Once every line below has been checked for "DuplicatePath", give only the number of lines that have it.

____

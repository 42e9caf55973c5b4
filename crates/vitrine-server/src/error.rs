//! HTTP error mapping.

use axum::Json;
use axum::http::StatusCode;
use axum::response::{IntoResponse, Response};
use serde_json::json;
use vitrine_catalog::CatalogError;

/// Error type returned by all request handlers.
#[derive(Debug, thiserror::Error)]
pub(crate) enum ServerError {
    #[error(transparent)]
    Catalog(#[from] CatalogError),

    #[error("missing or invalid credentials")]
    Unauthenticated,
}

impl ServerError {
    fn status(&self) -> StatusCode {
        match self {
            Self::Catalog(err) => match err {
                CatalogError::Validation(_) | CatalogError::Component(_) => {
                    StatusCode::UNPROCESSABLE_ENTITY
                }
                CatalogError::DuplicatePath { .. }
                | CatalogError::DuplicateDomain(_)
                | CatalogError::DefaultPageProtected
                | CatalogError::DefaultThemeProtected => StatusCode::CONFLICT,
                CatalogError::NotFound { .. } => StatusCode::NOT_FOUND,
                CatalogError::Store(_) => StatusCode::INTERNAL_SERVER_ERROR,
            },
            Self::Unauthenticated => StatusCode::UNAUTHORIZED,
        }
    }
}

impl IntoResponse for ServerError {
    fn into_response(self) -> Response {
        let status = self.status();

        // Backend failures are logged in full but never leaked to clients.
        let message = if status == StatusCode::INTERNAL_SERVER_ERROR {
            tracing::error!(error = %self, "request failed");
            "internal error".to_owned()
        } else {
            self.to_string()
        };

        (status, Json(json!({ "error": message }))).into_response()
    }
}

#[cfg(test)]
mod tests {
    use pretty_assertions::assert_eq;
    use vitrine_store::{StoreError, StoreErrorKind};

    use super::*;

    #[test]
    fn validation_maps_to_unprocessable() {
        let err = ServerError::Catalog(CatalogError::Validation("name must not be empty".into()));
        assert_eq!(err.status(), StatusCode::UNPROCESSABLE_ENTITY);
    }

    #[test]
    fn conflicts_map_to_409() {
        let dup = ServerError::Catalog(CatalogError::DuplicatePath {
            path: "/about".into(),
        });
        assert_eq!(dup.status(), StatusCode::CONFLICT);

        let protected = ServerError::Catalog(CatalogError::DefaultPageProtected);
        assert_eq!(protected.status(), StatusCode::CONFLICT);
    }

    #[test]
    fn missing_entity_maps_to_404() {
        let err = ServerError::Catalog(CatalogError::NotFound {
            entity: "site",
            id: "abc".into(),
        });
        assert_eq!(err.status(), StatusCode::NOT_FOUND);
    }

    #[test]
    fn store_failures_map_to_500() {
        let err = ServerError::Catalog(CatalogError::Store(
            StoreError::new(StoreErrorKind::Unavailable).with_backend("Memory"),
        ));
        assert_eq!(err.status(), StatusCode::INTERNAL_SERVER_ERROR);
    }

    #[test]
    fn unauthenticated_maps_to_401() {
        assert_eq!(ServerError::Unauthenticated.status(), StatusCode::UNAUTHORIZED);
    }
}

____

- _Response below_: 2